• [About this task]
Among the entries below, find each line with "CameraSink" and show it.
*** Record extracts ***
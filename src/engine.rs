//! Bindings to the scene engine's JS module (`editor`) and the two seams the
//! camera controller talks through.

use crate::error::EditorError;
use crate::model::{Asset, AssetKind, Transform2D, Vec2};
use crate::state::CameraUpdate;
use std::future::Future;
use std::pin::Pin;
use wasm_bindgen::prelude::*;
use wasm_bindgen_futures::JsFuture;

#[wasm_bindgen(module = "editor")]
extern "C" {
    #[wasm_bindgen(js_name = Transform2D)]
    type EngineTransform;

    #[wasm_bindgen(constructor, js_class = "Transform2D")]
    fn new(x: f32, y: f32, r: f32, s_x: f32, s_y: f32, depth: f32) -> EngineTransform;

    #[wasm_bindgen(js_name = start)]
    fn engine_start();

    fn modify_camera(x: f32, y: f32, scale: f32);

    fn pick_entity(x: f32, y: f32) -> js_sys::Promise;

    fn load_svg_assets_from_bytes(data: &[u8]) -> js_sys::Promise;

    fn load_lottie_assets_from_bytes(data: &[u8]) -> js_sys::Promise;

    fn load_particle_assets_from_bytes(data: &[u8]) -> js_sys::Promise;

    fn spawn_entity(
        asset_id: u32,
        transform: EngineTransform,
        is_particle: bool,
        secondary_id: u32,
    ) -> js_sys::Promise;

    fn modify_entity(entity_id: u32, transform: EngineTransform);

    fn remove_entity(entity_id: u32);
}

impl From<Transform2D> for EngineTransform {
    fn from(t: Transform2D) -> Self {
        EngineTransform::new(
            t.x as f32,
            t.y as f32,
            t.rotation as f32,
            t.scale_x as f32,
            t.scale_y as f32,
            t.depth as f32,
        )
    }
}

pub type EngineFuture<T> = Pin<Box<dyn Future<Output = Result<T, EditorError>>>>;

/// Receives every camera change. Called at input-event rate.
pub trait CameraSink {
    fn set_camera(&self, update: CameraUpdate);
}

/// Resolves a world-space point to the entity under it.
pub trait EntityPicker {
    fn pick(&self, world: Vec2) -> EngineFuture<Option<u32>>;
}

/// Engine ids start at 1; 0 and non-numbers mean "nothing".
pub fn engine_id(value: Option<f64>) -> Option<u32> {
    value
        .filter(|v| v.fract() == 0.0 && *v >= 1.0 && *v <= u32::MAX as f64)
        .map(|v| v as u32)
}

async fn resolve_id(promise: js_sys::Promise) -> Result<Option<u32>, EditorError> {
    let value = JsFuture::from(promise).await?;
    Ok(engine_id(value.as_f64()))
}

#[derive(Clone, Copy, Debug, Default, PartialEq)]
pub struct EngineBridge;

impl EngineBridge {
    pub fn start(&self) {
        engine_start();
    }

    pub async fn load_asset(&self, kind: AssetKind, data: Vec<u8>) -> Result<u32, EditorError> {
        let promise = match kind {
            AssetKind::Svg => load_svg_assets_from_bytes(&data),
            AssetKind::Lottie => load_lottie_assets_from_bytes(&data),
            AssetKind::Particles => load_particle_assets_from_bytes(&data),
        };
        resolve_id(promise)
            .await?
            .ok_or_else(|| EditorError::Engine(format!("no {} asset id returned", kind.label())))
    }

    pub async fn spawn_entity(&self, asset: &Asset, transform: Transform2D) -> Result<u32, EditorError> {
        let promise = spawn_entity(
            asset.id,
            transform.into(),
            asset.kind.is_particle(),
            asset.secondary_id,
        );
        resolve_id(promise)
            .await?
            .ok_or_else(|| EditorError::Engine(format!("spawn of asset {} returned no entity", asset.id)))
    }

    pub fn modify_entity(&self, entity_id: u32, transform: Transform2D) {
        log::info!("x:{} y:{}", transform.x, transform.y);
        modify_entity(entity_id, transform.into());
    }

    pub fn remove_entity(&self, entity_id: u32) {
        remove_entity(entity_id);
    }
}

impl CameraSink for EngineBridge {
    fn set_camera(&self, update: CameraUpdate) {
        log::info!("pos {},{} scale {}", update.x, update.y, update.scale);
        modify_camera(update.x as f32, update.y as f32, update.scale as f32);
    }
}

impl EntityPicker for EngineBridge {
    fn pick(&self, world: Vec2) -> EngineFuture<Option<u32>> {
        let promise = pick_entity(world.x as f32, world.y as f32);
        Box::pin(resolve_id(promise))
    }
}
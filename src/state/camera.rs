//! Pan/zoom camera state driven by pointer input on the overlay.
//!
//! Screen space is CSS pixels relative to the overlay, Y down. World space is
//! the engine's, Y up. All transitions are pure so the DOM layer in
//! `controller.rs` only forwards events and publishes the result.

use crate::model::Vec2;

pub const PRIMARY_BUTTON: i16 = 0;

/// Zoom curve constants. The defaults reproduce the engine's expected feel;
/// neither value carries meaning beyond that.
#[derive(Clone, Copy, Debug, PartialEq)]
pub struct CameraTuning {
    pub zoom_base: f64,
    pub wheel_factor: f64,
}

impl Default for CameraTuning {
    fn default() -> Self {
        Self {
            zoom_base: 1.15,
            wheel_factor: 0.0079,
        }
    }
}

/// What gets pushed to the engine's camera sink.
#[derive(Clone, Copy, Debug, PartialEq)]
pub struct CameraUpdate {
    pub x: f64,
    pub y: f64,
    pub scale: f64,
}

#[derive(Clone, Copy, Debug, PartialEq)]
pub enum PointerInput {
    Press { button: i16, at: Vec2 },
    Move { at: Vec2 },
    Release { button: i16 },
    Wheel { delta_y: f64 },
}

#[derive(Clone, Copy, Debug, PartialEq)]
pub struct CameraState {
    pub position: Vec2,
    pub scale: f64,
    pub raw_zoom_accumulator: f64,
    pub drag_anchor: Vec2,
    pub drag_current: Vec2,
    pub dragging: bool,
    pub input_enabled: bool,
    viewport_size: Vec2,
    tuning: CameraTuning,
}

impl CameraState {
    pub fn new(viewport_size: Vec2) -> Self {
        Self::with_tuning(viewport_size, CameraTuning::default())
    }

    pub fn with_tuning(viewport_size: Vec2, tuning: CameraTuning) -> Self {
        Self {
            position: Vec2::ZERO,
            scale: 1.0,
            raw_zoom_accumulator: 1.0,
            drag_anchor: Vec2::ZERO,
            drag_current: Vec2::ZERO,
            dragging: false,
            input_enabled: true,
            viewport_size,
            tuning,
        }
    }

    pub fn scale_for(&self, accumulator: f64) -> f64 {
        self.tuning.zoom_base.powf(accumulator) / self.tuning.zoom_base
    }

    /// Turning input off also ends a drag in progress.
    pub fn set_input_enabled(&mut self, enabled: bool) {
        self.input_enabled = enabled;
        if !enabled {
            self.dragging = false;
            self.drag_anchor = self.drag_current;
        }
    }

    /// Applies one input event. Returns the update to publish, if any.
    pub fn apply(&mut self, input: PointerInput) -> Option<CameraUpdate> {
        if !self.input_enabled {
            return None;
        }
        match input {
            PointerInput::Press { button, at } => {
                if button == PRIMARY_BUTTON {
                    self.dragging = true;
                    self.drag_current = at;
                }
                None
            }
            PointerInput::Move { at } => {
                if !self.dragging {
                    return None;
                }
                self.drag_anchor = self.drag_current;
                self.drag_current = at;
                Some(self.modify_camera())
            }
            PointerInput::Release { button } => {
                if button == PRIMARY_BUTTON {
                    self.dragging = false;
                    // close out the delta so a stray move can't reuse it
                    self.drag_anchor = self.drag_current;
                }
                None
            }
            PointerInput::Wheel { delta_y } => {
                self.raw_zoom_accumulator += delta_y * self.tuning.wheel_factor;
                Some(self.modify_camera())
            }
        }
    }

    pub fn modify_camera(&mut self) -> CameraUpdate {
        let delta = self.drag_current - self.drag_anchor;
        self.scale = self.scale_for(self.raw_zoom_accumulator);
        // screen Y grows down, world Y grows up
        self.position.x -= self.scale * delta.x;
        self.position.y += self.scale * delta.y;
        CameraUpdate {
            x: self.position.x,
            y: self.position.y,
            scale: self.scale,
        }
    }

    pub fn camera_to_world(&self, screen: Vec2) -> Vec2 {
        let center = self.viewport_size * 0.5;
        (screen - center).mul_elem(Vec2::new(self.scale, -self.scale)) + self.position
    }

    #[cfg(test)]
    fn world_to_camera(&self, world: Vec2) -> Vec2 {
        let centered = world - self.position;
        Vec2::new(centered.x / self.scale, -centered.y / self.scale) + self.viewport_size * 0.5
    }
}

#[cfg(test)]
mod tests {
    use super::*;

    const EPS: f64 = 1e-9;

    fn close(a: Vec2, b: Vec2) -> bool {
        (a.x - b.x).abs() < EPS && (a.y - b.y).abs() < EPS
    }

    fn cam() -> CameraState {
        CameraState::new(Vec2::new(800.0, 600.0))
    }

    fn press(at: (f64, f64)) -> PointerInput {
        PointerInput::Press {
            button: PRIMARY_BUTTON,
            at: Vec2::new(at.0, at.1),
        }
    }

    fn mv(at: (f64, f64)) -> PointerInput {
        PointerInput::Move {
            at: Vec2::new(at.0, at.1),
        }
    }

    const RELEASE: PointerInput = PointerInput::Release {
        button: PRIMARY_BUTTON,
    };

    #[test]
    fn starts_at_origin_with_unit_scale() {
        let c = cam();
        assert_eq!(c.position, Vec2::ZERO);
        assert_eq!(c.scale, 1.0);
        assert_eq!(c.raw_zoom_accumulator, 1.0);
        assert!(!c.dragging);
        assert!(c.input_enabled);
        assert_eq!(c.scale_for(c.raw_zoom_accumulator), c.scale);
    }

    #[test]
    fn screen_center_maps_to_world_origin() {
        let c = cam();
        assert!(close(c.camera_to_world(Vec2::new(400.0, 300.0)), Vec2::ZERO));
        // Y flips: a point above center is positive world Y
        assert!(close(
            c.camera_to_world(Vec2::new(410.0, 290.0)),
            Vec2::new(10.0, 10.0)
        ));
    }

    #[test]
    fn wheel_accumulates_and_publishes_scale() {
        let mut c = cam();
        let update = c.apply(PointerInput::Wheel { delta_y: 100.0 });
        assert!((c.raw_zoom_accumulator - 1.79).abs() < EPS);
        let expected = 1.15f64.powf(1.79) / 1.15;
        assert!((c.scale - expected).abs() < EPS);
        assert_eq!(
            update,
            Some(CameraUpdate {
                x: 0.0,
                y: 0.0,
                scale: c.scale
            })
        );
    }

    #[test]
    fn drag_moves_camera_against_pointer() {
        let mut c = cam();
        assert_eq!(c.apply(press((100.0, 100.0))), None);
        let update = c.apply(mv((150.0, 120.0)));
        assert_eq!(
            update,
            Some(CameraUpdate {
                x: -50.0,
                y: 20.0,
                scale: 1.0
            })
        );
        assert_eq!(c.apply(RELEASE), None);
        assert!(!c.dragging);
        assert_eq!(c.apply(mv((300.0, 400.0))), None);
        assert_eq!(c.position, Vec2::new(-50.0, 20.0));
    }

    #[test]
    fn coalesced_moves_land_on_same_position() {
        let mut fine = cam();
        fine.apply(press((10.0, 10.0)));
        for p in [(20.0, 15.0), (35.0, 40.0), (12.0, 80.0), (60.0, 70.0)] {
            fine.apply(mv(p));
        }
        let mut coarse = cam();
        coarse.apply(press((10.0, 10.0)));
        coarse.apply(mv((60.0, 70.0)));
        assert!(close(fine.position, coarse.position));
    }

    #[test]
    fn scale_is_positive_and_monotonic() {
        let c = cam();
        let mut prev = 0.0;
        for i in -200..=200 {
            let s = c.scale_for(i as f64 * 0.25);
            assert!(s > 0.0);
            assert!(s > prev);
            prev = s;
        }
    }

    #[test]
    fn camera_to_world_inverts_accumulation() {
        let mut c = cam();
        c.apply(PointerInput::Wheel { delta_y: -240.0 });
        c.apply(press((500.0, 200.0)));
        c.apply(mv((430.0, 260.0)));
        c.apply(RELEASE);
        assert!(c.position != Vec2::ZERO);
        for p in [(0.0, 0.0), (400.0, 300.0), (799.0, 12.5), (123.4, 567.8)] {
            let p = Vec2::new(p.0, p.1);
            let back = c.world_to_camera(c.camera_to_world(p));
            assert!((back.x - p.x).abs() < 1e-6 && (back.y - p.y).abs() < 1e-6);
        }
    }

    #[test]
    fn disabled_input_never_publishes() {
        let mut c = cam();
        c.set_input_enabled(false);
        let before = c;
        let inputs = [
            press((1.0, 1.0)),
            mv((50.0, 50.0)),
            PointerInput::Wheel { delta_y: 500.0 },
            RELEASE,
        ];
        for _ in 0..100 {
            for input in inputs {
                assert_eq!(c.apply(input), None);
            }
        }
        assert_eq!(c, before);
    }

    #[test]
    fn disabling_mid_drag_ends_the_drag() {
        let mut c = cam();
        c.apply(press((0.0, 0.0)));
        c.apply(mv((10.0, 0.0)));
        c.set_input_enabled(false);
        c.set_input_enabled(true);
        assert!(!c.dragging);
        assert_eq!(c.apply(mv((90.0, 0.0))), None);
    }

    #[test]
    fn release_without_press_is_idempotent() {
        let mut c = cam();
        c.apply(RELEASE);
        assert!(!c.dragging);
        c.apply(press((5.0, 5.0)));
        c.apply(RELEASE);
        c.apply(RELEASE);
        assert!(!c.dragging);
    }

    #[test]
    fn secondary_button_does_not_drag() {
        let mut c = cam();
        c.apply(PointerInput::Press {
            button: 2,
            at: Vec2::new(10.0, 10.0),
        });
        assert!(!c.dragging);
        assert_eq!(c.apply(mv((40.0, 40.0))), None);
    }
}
*** End of Record extracts ***
• [Your solution]
pub trait CameraSink {
impl CameraSink for EngineBridge {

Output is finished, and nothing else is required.